Special to Express: Legality of FIR under Section 188 IPC

Section 188 IPC covers offences related to ‘contempt of lawful authority of public servants’. The provision specifically deals with the offence of disobedience to an order duly passed by a public servant.

July 19, 2020 10:54:20 am
The statutory power of the Police to investigate under the Code is not in any way controlled by Section 195 CrPC. 

Written by Dr Sarika Garg

In order to prevent violation of promulgation/notification issued by Distt Magistrate regarding the implementation of complete lockdown due to spread of the COVID-19 pandemic, Section 188 of the Indian Penal Code (IPC) has come into light. It is the penal provision which is invoked in case of non-compliance of the guidelines or directives contained in the notifications issued by the competent authority. In the present circumstances, it is necessary to understand this provision and its implication.

Section 188 IPC covers offences related to ‘contempt of lawful authority of public servants’. The provision specifically deals with the offence of disobedience to an order duly passed by a public servant. As per this provision, any person who has the knowledge of an order passed by a competent public servant, by which he is directed to abstain from doing any act or a certain direction with respect to property possessed or held by him, disobeys such direction, he shall be liable to be punished under this section. Section 188 is a cognizable offence and thus, apart from powers of arrest without warrant which accrue to the police in such offences, the police can register a FIR and initiate investigation into such offence.

However, Section 195(1)(a) CrPC provides that no court shall take cognizance of any offence punishable under Section172 to S. 188 of the IPC except on a written complaint of the public servant concerned or of his superior. Along with barring private complaints, it also expressly bars a court from taking cognizance of this offence on the basis of a final report by the police.

The police authorities and prosecuting agencies have been widely ignoring the procedure prescribed under section 195 CrPC and directly submit final reports, based on which the court takes cognizance of the offence. Even in C Muniappan and Others v. State of Tamil Nadu, the Court elucidated that in a case where the charge is under S. 188 IPC, cognizance by the Court under Section 195, CrPC, can only be taken on the basis of a complaint in writing by the public servant whose lawful order had been contravened, and if not, the whole proceedings will stand vitiated and will be liable to be set aside.

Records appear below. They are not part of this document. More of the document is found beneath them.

// Copyright (c) 2026 bad-antics
// Licensed under the MIT License. See LICENSE file in the project root.

//! Threat scoring

use serde::{Deserialize, Serialize};

use super::{DetectionEvent, Species};

/// Ordered threat classification derived from the latest detection
#[derive(Debug, Clone, Copy, Default, PartialEq, Eq, PartialOrd, Ord, Hash, Serialize, Deserialize)]
pub enum ThreatLevel {
    #[default]
    None,
    Low,
    Medium,
    High,
}

impl ThreatLevel {
    /// Wire ordinal used in telemetry
    pub fn ordinal(&self) -> u8 {
        *self as u8
    }

    /// Unknown ordinals fail safe toward `None`
    pub fn from_ordinal(value: u8) -> Self {
        match value {
            1 => ThreatLevel::Low,
            2 => ThreatLevel::Medium,
            3 => ThreatLevel::High,
            _ => ThreatLevel::None,
        }
    }

    fn from_score(score: u32) -> Self {
        match score {
            s if s >= 50 => ThreatLevel::High,
            s if s >= 30 => ThreatLevel::Medium,
            s if s >= 15 => ThreatLevel::Low,
            _ => ThreatLevel::None,
        }
    }
}

/// Per-factor breakdown of a threat score
#[derive(Debug, Clone, Copy, PartialEq, Eq, Serialize, Deserialize)]
pub struct ThreatAssessment {
    pub distance_points: u32,
    pub confidence_points: u32,
    pub species_points: u32,
    pub total: u32,
    pub level: ThreatLevel,
}

impl ThreatAssessment {
    fn none() -> Self {
        Self {
            distance_points: 0,
            confidence_points: 0,
            species_points: 0,
            total: 0,
            level: ThreatLevel::None,
        }
    }
}

fn distance_points(distance: f64) -> u32 {
    // NaN fails every comparison and scores nothing
    if distance < 50.0 {
        30
    } else if distance < 100.0 {
        20
    } else if distance < 200.0 {
        10
    } else {
        0
    }
}

fn species_points(species: Species) -> u32 {
    match species {
        Species::Eagle => 20,
        Species::Hawk => 15,
        Species::Crow => 10,
        Species::Unknown | Species::Other => 0,
    }
}

/// Score a detection, keeping each contribution
pub fn score_breakdown(event: &DetectionEvent) -> ThreatAssessment {
    if !event.detected {
        return ThreatAssessment::none();
    }

    let distance_points = distance_points(event.distance);
    let confidence_points = u32::from(event.confidence.min(100)) / 10;
    let species_points = species_points(event.species);
    let total = distance_points + confidence_points + species_points;

    ThreatAssessment {
        distance_points,
        confidence_points,
        species_points,
        total,
        level: ThreatLevel::from_score(total),
    }
}

/// Map a detection to a threat level
pub fn score(event: &DetectionEvent) -> ThreatLevel {
    score_breakdown(event).level
}

#[cfg(test)]
mod tests {
    use super::*;
    use chrono::Utc;

    fn sighting(confidence: u8, distance: f64, species: Species) -> DetectionEvent {
        DetectionEvent::sighting(confidence, distance, 0.0, species, Utc::now())
    }

    #[test]
    fn test_not_detected_is_none() {
        let now = Utc::now();
        for species in [Species::Unknown, Species::Eagle, Species::Hawk, Species::Crow, Species::Other] {
            for distance in [0.0, 10.0, 49.9, 150.0, 1000.0] {
                let event = DetectionEvent {
                    detected: false,
                    confidence: 100,
                    distance,
                    bearing: 12.0,
                    species,
                    observed_at: now,
                };
                assert_eq!(score(&event), ThreatLevel::None);
                assert_eq!(score_breakdown(&event).total, 0);
            }
        }
    }

    #[test]
    fn test_close_eagle_is_high() {
        let assessment = score_breakdown(&sighting(80, 40.0, Species::Eagle));
        assert_eq!(assessment.distance_points, 30);
        assert_eq!(assessment.confidence_points, 8);
        assert_eq!(assessment.species_points, 20);
        assert_eq!(assessment.total, 58);
        assert_eq!(assessment.level, ThreatLevel::High);
    }

    #[test]
    fn test_distant_other_is_none() {
        let assessment = score_breakdown(&sighting(20, 150.0, Species::Other));
        assert_eq!(assessment.total, 12);
        assert_eq!(assessment.level, ThreatLevel::None);
    }

    #[test]
    fn test_distance_band_edges() {
        assert_eq!(distance_points(0.0), 30);
        assert_eq!(distance_points(49.999), 30);
        assert_eq!(distance_points(50.0), 20);
        assert_eq!(distance_points(99.999), 20);
        assert_eq!(distance_points(100.0), 10);
        assert_eq!(distance_points(199.999), 10);
        assert_eq!(distance_points(200.0), 0);
        assert_eq!(distance_points(f64::NAN), 0);
    }

    #[test]
    fn test_level_thresholds_tie_to_higher() {
        assert_eq!(ThreatLevel::from_score(14), ThreatLevel::None);
        assert_eq!(ThreatLevel::from_score(15), ThreatLevel::Low);
        assert_eq!(ThreatLevel::from_score(29), ThreatLevel::Low);
        assert_eq!(ThreatLevel::from_score(30), ThreatLevel::Medium);
        assert_eq!(ThreatLevel::from_score(49), ThreatLevel::Medium);
        assert_eq!(ThreatLevel::from_score(50), ThreatLevel::High);
    }

    #[test]
    fn test_monotonic_in_each_factor() {
        let species_by_severity = [Species::Other, Species::Crow, Species::Hawk, Species::Eagle];
        let distances = [500.0, 199.0, 150.0, 99.0, 60.0, 49.0, 5.0];

        for &species in &species_by_severity {
            for confidence in (0..=100).step_by(5) {
                let mut previous = ThreatLevel::None;
                for &distance in &distances {
                    let level = score(&sighting(confidence, distance, species));
                    assert!(level >= previous, "closer bird scored lower");
                    previous = level;
                }
            }
        }

        for &species in &species_by_severity {
            for &distance in &distances {
                let mut previous = ThreatLevel::None;
                for confidence in 0..=100 {
                    let level = score(&sighting(confidence, distance, species));
                    assert!(level >= previous, "more confident detection scored lower");
                    previous = level;
                }
            }
        }

        for &distance in &distances {
            for confidence in (0..=100).step_by(10) {
                let mut previous = ThreatLevel::None;
                for &species in &species_by_severity {
                    let level = score(&sighting(confidence, distance, species));
                    assert!(level >= previous, "more dangerous species scored lower");
                    previous = level;
                }
            }
        }
    }

    #[test]
    fn test_ordinals() {
        assert_eq!(ThreatLevel::None.ordinal(), 0);
        assert_eq!(ThreatLevel::High.ordinal(), 3);
        assert_eq!(ThreatLevel::from_ordinal(2), ThreatLevel::Medium);
        assert_eq!(ThreatLevel::from_ordinal(42), ThreatLevel::None);
    }
}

The provision of Section 195, CrPC being mandatory, any non-compliance thereto would necessarily vitiate the entire prosecution. While the trial and even conviction can be set aside for contravention of Section 195, CrPC, the FIR and investigation by the police is not rendered illegal by any means. The bar under Section 195, CrPC comes into operation at the stage when the Court intends to take cognizance of an offence under Section 190(1) CrPC; and it has nothing to do with the statutory power of the police to investigate into an FIR which discloses a cognizable offence. In other words, the statutory power of the Police to investigate under the Code is not in any way controlled by Section 195 CrPC.

Therefore, the police has the power to take action to prevent an offence committed u/s 188 IPC from being committed and has the power to register an FIR and proceed to investigate into such an offence, and may proceed to prepare a report consequent to such investigation. However, a competent court of law can only take cognizance of an offence under Section 188 IPC on a written complaint filed by the competent public servant whose order has been contravened by the accused. The police should inform the competent public authority regarding such offence, for him to be able to file a complaint before the court along with the police report. Thus, a prosecution under an offence under Section 188, IPC cannot be initiated based on a final report filed by the police without the written complaint of the competent public authority.

In view of this, police officers, as well as prosecution agencies and public authorities, are bound to observe the correct procedural law around Section 195 CrPC and Section 188, IPC, and written complaint of the DM or its superior officer annexed with police report should be submitted for taking cognizance of the offence by the court.

(Dr Garg is an advocate in the Punjab and Haryana High Court)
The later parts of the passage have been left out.